И она ушла из комнаты.
Это была Мария Груббе! Вот как обернулось для неё колесо счастья! Немного ещё Новогодних вечеров довелось ей пережить. Гольберг пишет, что она умерла в июне 1716 года, но он не пишет о том, – да он и не знал этого – что когда матушка Сёрен, как её называли, лежала в гробу, над домом, молча, носились стаи больших чёрных птиц, – они как будто знали, что там, где похороны, надо соблюдать тишину. После же того, как тело предали земле, чёрные птицы улетели, и никто больше не видал их в той местности.

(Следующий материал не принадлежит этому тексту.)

//! Gameplay domain plugins: the range, player, weapons, targets, and objective.

pub mod combat;
pub mod hud;
pub mod level;
pub mod objective;
pub mod player;
pub mod targets;
pub mod weapons;

use bevy::prelude::*;

pub use combat::{DamageKind, Health};

use crate::{GameSet, gameplay_running};

/// Despawns the entity when the timer runs out. Used by projectiles and
/// target debris so short-lived bodies don't pile up in the physics world.
#[derive(Component, Debug, Clone, Reflect)]
#[reflect(Component)]
pub struct Lifetime(pub Timer);

impl Lifetime {
    #[must_use]
    pub fn new(secs: f32) -> Self {
        Self(Timer::from_seconds(secs, TimerMode::Once))
    }
}

fn tick_lifetimes(
    time: Res<Time>,
    mut commands: Commands,
    mut query: Query<(Entity, &mut Lifetime)>,
) {
    for (entity, mut lifetime) in &mut query {
        lifetime.0.tick(time.delta());
        if lifetime.0.is_finished() {
            commands.entity(entity).despawn();
        }
    }
}

pub fn plugin(app: &mut App) {
    app.register_type::<Lifetime>();

    app.add_plugins((
        combat::plugin,
        level::plugin,
        player::plugin,
        weapons::plugin,
        targets::plugin,
        objective::plugin,
        hud::plugin,
    ));

    app.add_systems(
        Update,
        tick_lifetimes
            .in_set(GameSet::Movement)
            .run_if(gameplay_running),
    );
}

Зато в тот же вечер над старою усадьбою в Ютландии виднелись целые стаи грачей, ворон и галок, готовых перекричать друг друга. Они словно торопились поделиться вестью, что таскавший их яйца и покрытых пушком птенцов крестьянский мальчишка работает теперь в кандалах на каторге, а благородная девица окончила жизнь перевозчицей через Грензунд. «Кра! Кра! Бра! Бра! Браво!» – кричали птицы. Тоже кричали они, когда срывали старую усадьбу.
– Они и теперь кричат то же, а и кричать-то уж не о чем! – сказал пономарь. – Весь род Груббе вымер, усадьба срыта, и на месте её стоит теперь нарядный птичник с вызолоченными флюгерами, а в нём сидит птичница Грета. Как она радуется своему прелестному жилищу! Не попади она сюда, ей, ведь, пришлось бы доживать век в богадельне!
Над нею ворковали голубки, вокруг клохтали индейки, крякали утки.
– Никто не знает её! – толковали они. – Безродная она. Милость Божья, что она попала сюда. Нет у неё ни селезня-батюшки, ни курицы-матушки, ни деток!
Но она всё-таки не была безродной; предки-то у неё были, только она не знала их. Не знал их и пономарь, сколько ни валялось у него в ящике стола рукописей; знала и рассказывала об этом лишь одна из старых ворон. Она ещё от матери своей и бабушки слышала о матери и о бабушке Греты. Последнюю-то и мы знаем, знаем ещё с тех пор, как она девочкой проезжала по подъёмному мосту и гордо посматривала кругом, словно весь свет и все птичьи гнёзда принадлежали ей одной. Видели мы её потом в степи, около дюн, и, наконец, у перевоза через Грензунд.
Внучка её, последняя в роде, опять попала туда, где стояла старая усадьба, и где кричали чёрные дикие птицы, но она-то сидела в кругу ручных, домашних птиц. Они знали её, и она знала их. Птичнице-Грете нечего было больше желать, она бы рада была и умереть теперь – стара уж она стала.
«Гроб! Гроб!» кричали вороны.
И птичницу-Грету положили в гроб и схоронили, но где – никто не знает, кроме старой вороны, если только и та не околела.
Так вот, мы теперь узнали историю старой усадьбы и древнего рода, узнали и о предках птичницы Греты.
notes
Сноски
1
Действующие лица из комедии Гольберга: «Медник-Политик». Примеч. перев.